Just then General Vandenesse approached them, holding a tray, which he offered to Ace, who hadn't got a drink yet.
"Have a glass of wine," he said genially. "It's from Burgundy, my home. I do hope you like it."
"Thank you," said Ace, and raised his eyes to look at the general. But his smile faltered as he saw the general's expression change. For a moment it looked hostile and resentful, until the general recovered himself, and let a smiling mask cover his face, and moved on. Ace felt very puzzled. He didn't have a clue why, but he felt very sure that General Vandenesse had taken an instant dislike to him.
I wish Will was here, he thought, bewildered. Nothing ever goes smoothly when he's not around.
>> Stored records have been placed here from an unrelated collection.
// Technical indicators module
pub mod adx;
pub mod atr;
pub mod bollinger;
pub mod ema;
pub mod macd;
pub mod rsi;

pub use adx::{adx, Adx};
pub use atr::{atr, true_range};
pub use bollinger::{bollinger, Bollinger, BollingerBands};
pub use ema::{ema, Ema};
pub use macd::{macd, Macd, MacdSeries};
pub use rsi::{rsi, Rsi};

use crate::config::settings::AnalysisSettings;
use serde_json::Value;
use shared::models::{Candle, Indicator, IndicatorSnapshot};

// Common trait for all indicators
pub trait IndicatorCalculator: Send + Sync {
    fn name(&self) -> &str;
    fn parameters(&self) -> Value; // Parameters used for this indicator instance
    fn calculate(&self, data: &[Candle]) -> Vec<Option<f64>>; // None where history is insufficient
}

/// Non-finite results become undefined instead of leaking NaN downstream.
pub(crate) fn defined(value: f64) -> Option<f64> {
    value.is_finite().then_some(value)
}

pub(crate) fn closes(data: &[Candle]) -> Vec<f64> {
    data.iter().map(|c| c.close).collect()
}

/// Value at `index` of an aligned series, flattening the undefined sentinel.
pub fn value_at(series: &[Option<f64>], index: usize) -> Option<f64> {
    series.get(index).copied().flatten()
}

/// Last entry of an aligned series.
pub fn last_value(series: &[Option<f64>]) -> Option<f64> {
    series.last().copied().flatten()
}

/// Every series the analysis reads, index-aligned with the candle input.
#[derive(Debug, Clone, Default, PartialEq)]
pub struct IndicatorSet {
    pub rsi: Vec<Option<f64>>,
    pub macd: Vec<Option<f64>>,
    pub signal: Vec<Option<f64>>,
    pub histogram: Vec<Option<f64>>,
    pub ema20: Vec<Option<f64>>,
    pub ema50: Vec<Option<f64>>,
    pub ema200: Vec<Option<f64>>,
    pub adx: Vec<Option<f64>>,
    pub bollinger: BollingerBands,
    /// Change of the slow EMA over the slope lookback, when both ends exist.
    pub ema200_slope: Option<f64>,
    pub atr: Option<f64>,
}

impl IndicatorSet {
    pub fn compute(candles: &[Candle], settings: &AnalysisSettings) -> Self {
        let close = closes(candles);
        let high: Vec<f64> = candles.iter().map(|c| c.high).collect();
        let low: Vec<f64> = candles.iter().map(|c| c.low).collect();

        let MacdSeries { macd, signal, histogram } =
            macd::macd(&close, settings.macd_fast, settings.macd_slow, settings.macd_signal);
        let ema200 = ema::ema(&close, settings.ema_slow);
        let ema200_slope = Self::slope(&ema200, settings.slope_lookback);

        let set = IndicatorSet {
            rsi: rsi::rsi(&close, settings.rsi_period),
            macd,
            signal,
            histogram,
            ema20: ema::ema(&close, settings.ema_fast),
            ema50: ema::ema(&close, settings.ema_mid),
            ema200,
            adx: adx::adx(&high, &low, &close, settings.adx_period),
            bollinger: bollinger::bollinger(&close, settings.bollinger_period, settings.bollinger_multiplier),
            ema200_slope,
            atr: atr::atr(candles, settings.atr_period),
        };
        tracing::debug!(
            bars = candles.len(),
            rsi = ?set.snapshot().rsi,
            adx = ?set.snapshot().adx,
            atr = ?set.atr,
            "Computed indicator set"
        );
        set
    }

    fn slope(series: &[Option<f64>], lookback: usize) -> Option<f64> {
        let last = series.len().checked_sub(1)?;
        let earlier = last.checked_sub(lookback)?;
        match (value_at(series, last), value_at(series, earlier)) {
            (Some(now), Some(then)) => defined(now - then),
            _ => None,
        }
    }

    pub fn len(&self) -> usize {
        self.rsi.len()
    }

    pub fn is_empty(&self) -> bool {
        self.rsi.is_empty()
    }

    pub fn snapshot(&self) -> IndicatorSnapshot {
        IndicatorSnapshot {
            rsi: last_value(&self.rsi),
            macd: last_value(&self.macd),
            signal: last_value(&self.signal),
            histogram: last_value(&self.histogram),
            ema20: last_value(&self.ema20),
            ema50: last_value(&self.ema50),
            ema200: last_value(&self.ema200),
            ema200_slope: self.ema200_slope,
            adx: last_value(&self.adx),
            atr: self.atr,
            bollinger_upper: last_value(&self.bollinger.upper),
            bollinger_middle: last_value(&self.bollinger.middle),
            bollinger_lower: last_value(&self.bollinger.lower),
        }
    }
}

/// The calculators behind the series dump, configured from settings.
pub fn standard_calculators(settings: &AnalysisSettings) -> Vec<Box<dyn IndicatorCalculator>> {
    vec![
        Box::new(Ema::new(settings.ema_fast)),
        Box::new(Ema::new(settings.ema_mid)),
        Box::new(Ema::new(settings.ema_slow)),
        Box::new(Rsi::new(settings.rsi_period)),
        Box::new(Macd::new(settings.macd_fast, settings.macd_slow, settings.macd_signal)),
        Box::new(Bollinger::new(settings.bollinger_period, settings.bollinger_multiplier)),
        Box::new(Adx::new(settings.adx_period)),
    ]
}

/// Runs each calculator over the candles and packages the named series.
pub fn describe(calculators: &[Box<dyn IndicatorCalculator>], candles: &[Candle]) -> Vec<Indicator> {
    calculators
        .iter()
        .map(|calc| Indicator {
            name: calc.name().to_string(),
            parameters: calc.parameters(),
            values: calc.calculate(candles),
        })
        .collect()
}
Hope that engine's not still giving him grief.
Shrugging it off for now, he sipped the wine - bit fancy for his taste, but it was quality, he could tell that - and turned to Gil again.
"What rumours?" he asked quietly.
"Rumours of new Allies," whispered Gil, and it was all Ace could do not to look at Phil. "And people are saying the Tree has started talking again."
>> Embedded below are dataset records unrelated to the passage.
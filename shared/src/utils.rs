// Number formatting shared by the engine's narrative and any outer caller.

/// Formats a price with a fixed number of decimals, e.g. `1.23450`.
pub fn format_price(value: f64, decimals: usize) -> String {
    format!("{:.decimals$}", value, decimals = decimals)
}

/// Brazilian notation: comma as decimal separator, e.g. `1,23450`.
pub fn format_price_pt(value: f64, decimals: usize) -> String {
    format_price(value, decimals).replace('.', ",")
}

/// Rounds to `decimals` places.
pub fn round_to(value: f64, decimals: u32) -> f64 {
    let factor = 10f64.powi(decimals as i32);
    (value * factor).round() / factor
}

#[cfg(test)]
mod tests {
    use super::*;

    #[test]
    fn test_format_price() {
        assert_eq!(format_price(64250.456, 1), "64250.5");
        assert_eq!(format_price(1.0845, 5), "1.08450");
        assert_eq!(format_price(151.2, 3), "151.200");
    }

    #[test]
    fn test_format_price_pt() {
        assert_eq!(format_price_pt(123.45, 2), "123,45");
        assert_eq!(format_price_pt(1.0845, 4), "1,0845");
    }

    #[test]
    fn test_round_to() {
        assert_eq!(round_to(1.234567, 4), 1.2346);
        assert_eq!(round_to(151.2349, 3), 151.235);
    }
}
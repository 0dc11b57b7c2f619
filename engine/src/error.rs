use thiserror::Error;

/// Failures at the engine's fallible edges: settings, candle files, output.
/// The analysis itself never fails.
#[derive(Error, Debug)]
pub enum EngineError {
    #[error("Configuration error: {0}")]
    ConfigError(String),

    #[error("CSV parsing system error: {source}")]
    CsvSystemError {
        #[from]
        source: csv::Error,
    },

    #[error("I/O error: {source}")]
    IoError {
        #[from]
        source: std::io::Error,
    },

    #[error("CSV data format error: {0}")]
    CsvDataFormatError(String),

    #[error("Serialization error: {source}")]
    SerializationError {
        #[from]
        source: serde_json::Error,
    },

    #[error("Invalid request: {0}")]
    InvalidRequest(String),

    // Catch-all for anyhow errors when direct conversion is suitable
    #[error(transparent)]
    AnyhowError(#[from] anyhow::Error),
}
"Started talking?" said Ace. "I don't think so. Maybe people have started listening."
"Come and sit down, everyone," called the general. "Roughly in a circle, if you can… that's it. Now that you've all been enlisted, I invited you here this evening so we could get to know one another. You probably all know by now that I have only just been appointed to this position, so this is as new to me as it is to you. All I can say is, I hope to do honour to my predecessor's memory by living up to his standards."
That earned him a round of applause from the second years, who'd all been very fond of General Cherapont, and General Vandenesse looked pleased.
"Thank you. Now what I'd like to do is to go round the circle, one by one, and all say a little about yourselves. I daresay that sounds a bit embarrassing, but it's a good way of introducing ourselves. I'll start off, then it's over to you. My name is Viorne, that's French for Viburnum, and Vandenesse is in Burgundy. I joined the army in 1952, and for twelve years I was colonel of France 1."

It did make you squirm a bit, Ace thought, trying to think what to say about yourself, but he had to admit it was very interesting listening to what everyone else had to say. When it was his turn, he said,
"My name's Ace Moseley, I'm a sycamore, and I'm a twin. I come from Moseley Wood, in the north of England. It's a tiny colony, and most of us are here. And I'm the senior sprite.”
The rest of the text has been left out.